▶ WHAT IS REQUIRED:
The number of lines below holding the string "later" is the only answer wanted.

Stored data entries
+++

use axum::{extract::State, Json};
use serde::Serialize;

use crate::admin::AdminState;
use crate::manifest::Manifest;

#[derive(Debug, Serialize)]
pub struct SystemStatus {
    pub service: String,
    pub version: String,
    pub status: &'static str,
    pub handlers: usize,
    pub middleware: usize,
}

pub async fn get_status(State(state): State<AdminState>) -> Json<SystemStatus> {
    let manifest = state.runtime.manifest();
    let table = state.runtime.dispatcher().table();
    Json(SystemStatus {
        service: manifest.name.clone(),
        version: manifest.version.to_string(),
        status: "operational",
        handlers: table.handler_count(),
        middleware: table.middleware_count(),
    })
}

pub async fn get_manifest(State(state): State<AdminState>) -> Json<Manifest> {
    Json(state.runtime.manifest().clone())
}
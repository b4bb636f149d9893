//! Request handle passed through the middleware chain.
//!
//! # Responsibilities
//! - Carry the normalized dispatch route, distinct from the raw URL path
//! - Expose method, headers, path params, query params and body
//! - Hold request-local extensions so middleware can hand context to later entries
//!
//! # Design Decisions
//! - Cheap to clone: every entry in the chain gets its own handle to the same request
//! - Immutable apart from extensions

use std::collections::HashMap;
use std::sync::{Arc, Mutex, PoisonError};

use axum::http::{Extensions, HeaderMap, Method};
use bytes::Bytes;
use serde::de::DeserializeOwned;

use crate::routing::route::normalize;

/// An inbound request as seen by middleware and handlers.
#[derive(Clone, Debug)]
pub struct Request {
    inner: Arc<RequestInner>,
    extensions: Arc<Mutex<Extensions>>,
}

#[derive(Debug)]
struct RequestInner {
    method: Method,
    route: String,
    path: String,
    headers: HeaderMap,
    path_params: HashMap<String, String>,
    query_params: HashMap<String, Vec<String>>,
    body: Bytes,
}

impl Request {
    /// Start building a request for `method` dispatched to `route`.
    pub fn builder(method: Method, route: impl Into<String>) -> RequestBuilder {
        RequestBuilder::new(method, route)
    }

    pub fn method(&self) -> &Method {
        &self.inner.method
    }

    /// The normalized route used as the dispatch key.
    pub fn route(&self) -> &str {
        &self.inner.route
    }

    /// The raw path the request arrived on.
    pub fn path(&self) -> &str {
        &self.inner.path
    }

    pub fn headers(&self) -> &HeaderMap {
        &self.inner.headers
    }

    /// Returns a header value as a string, if present and valid UTF-8.
    pub fn header(&self, name: &str) -> Option<&str> {
        self.inner.headers.get(name).and_then(|v| v.to_str().ok())
    }

    pub fn path_param(&self, name: &str) -> Option<&str> {
        self.inner.path_params.get(name).map(String::as_str)
    }

    pub fn path_params(&self) -> &HashMap<String, String> {
        &self.inner.path_params
    }

    /// First value of a query parameter.
    pub fn query(&self, name: &str) -> Option<&str> {
        self.inner
            .query_params
            .get(name)
            .and_then(|values| values.first())
            .map(String::as_str)
    }

    pub fn query_params(&self) -> &HashMap<String, Vec<String>> {
        &self.inner.query_params
    }

    pub fn body(&self) -> &Bytes {
        &self.inner.body
    }

    /// Decode the body as JSON.
    pub fn json<T: DeserializeOwned>(&self) -> Result<T, serde_json::Error> {
        serde_json::from_slice(&self.inner.body)
    }

    /// Attach a value for later entries in the chain.
    pub fn insert_extension<T: Clone + Send + Sync + 'static>(&self, value: T) {
        self.extensions
            .lock()
            .unwrap_or_else(PoisonError::into_inner)
            .insert(value);
    }

    pub fn extension<T: Clone + Send + Sync + 'static>(&self) -> Option<T> {
        self.extensions
            .lock()
            .unwrap_or_else(PoisonError::into_inner)
            .get::<T>()
            .cloned()
    }
}

/// Builder for [`Request`].
#[derive(Debug)]
pub struct RequestBuilder {
    method: Method,
    route: String,
    path: Option<String>,
    headers: HeaderMap,
    path_params: HashMap<String, String>,
    query_params: HashMap<String, Vec<String>>,
    body: Bytes,
}

impl RequestBuilder {
    fn new(method: Method, route: impl Into<String>) -> Self {
        Self {
            method,
            route: route.into(),
            path: None,
            headers: HeaderMap::new(),
            path_params: HashMap::new(),
            query_params: HashMap::new(),
            body: Bytes::new(),
        }
    }

    pub fn path(mut self, path: impl Into<String>) -> Self {
        self.path = Some(path.into());
        self
    }

    pub fn headers(mut self, headers: HeaderMap) -> Self {
        self.headers = headers;
        self
    }

    pub fn path_params(mut self, params: HashMap<String, String>) -> Self {
        self.path_params = params;
        self
    }

    pub fn query_param(mut self, name: impl Into<String>, value: impl Into<String>) -> Self {
        self.query_params
            .entry(name.into())
            .or_default()
            .push(value.into());
        self
    }

    pub fn body(mut self, body: impl Into<Bytes>) -> Self {
        self.body = body.into();
        self
    }

    pub fn build(self) -> Request {
        let route = if self.route.starts_with('/') {
            normalize(&self.route)
        } else {
            normalize(&format!("/{}", self.route))
        };
        let path = self.path.unwrap_or_else(|| route.clone());

        Request {
            inner: Arc::new(RequestInner {
                method: self.method,
                route,
                path,
                headers: self.headers,
                path_params: self.path_params,
                query_params: self.query_params,
                body: self.body,
            }),
            extensions: Arc::new(Mutex::new(Extensions::new())),
        }
    }
}
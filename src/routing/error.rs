//! Error types for registration and dispatch.

use thiserror::Error;

/// Errors raised while registering routes or flattening a service tree.
///
/// These are fatal: they surface at startup and are never recovered from
/// automatically.
#[derive(Debug, Clone, PartialEq, Eq, Error)]
pub enum ConfigurationError {
    /// The route was empty.
    #[error("route must not be empty")]
    EmptyRoute,

    /// The route did not begin with a `/`.
    #[error("route {0:?} must start with a /")]
    MissingLeadingSlash(String),
}

/// Errors raised by a middleware or handler while a request is running.
///
/// Converted by the dispatcher into a 500 response.
#[derive(Debug, Clone, PartialEq, Eq, Error)]
pub enum HandlerError {
    /// A middleware faulted the chain with a message.
    #[error("{0}")]
    Message(String),

    /// A middleware or handler panicked while running.
    #[error("handler panicked: {0}")]
    Panicked(String),
}

impl HandlerError {
    pub fn new(message: impl Into<String>) -> Self {
        Self::Message(message.into())
    }
}

impl From<&str> for HandlerError {
    fn from(message: &str) -> Self {
        Self::Message(message.to_string())
    }
}

impl From<String> for HandlerError {
    fn from(message: String) -> Self {
        Self::Message(message)
    }
}
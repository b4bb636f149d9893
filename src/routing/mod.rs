//! Routing subsystem.
//!
//! # Data Flow
//! ```text
//! Registration (before startup):
//!     Service::get / use_fn / mount
//!     → tree.rs (RouteTree per service, nested trees via mount points)
//!
//! Startup (once):
//!     RouteTree::flatten
//!     → table.rs (flat RouteTable: handlers + middleware functions)
//!     → dispatcher.rs (Dispatcher over Arc<RouteTable>)
//!
//! Per request:
//!     Dispatcher::handle
//!     → match middleware by mount route (segment boundary) + handler by (route, method)
//!     → run the chain one entry at a time
//!     → on_complete, exactly once
//! ```
//!
//! # Design Decisions
//! - Builder and table are separate types; the table is immutable
//! - No path parsing: requests arrive with their dispatch route already resolved
//! - Deterministic: insertion order everywhere

pub mod dispatcher;
pub mod error;
pub mod handler;
pub mod route;
pub mod table;
pub mod tree;

pub use dispatcher::{Completion, Dispatcher};
pub use error::{ConfigurationError, HandlerError};
pub use handler::{Advance, Flow, Handler, Middleware, SharedHandler, SharedMiddleware};
pub use route::Route;
pub use table::{HandlerEntry, RouteTable};
pub use tree::{MiddlewareEntry, RouteTree};
//! Lifecycle management subsystem.
//!
//! # Data Flow
//! ```text
//! Startup (main.rs):
//!     Load config → Init logging/metrics → Build service (flatten once) → Start listeners
//!
//! Shutdown (shutdown.rs):
//!     Ctrl+C or Shutdown::trigger → Stop accepting → Drain in-flight requests → Exit
//! ```
//!
//! # Design Decisions
//! - Fail fast: any startup error is fatal
//! - Listeners start last (traffic only once the route table exists)

pub mod shutdown;

pub use shutdown::Shutdown;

+++

▶ TASK OUTPUT:
2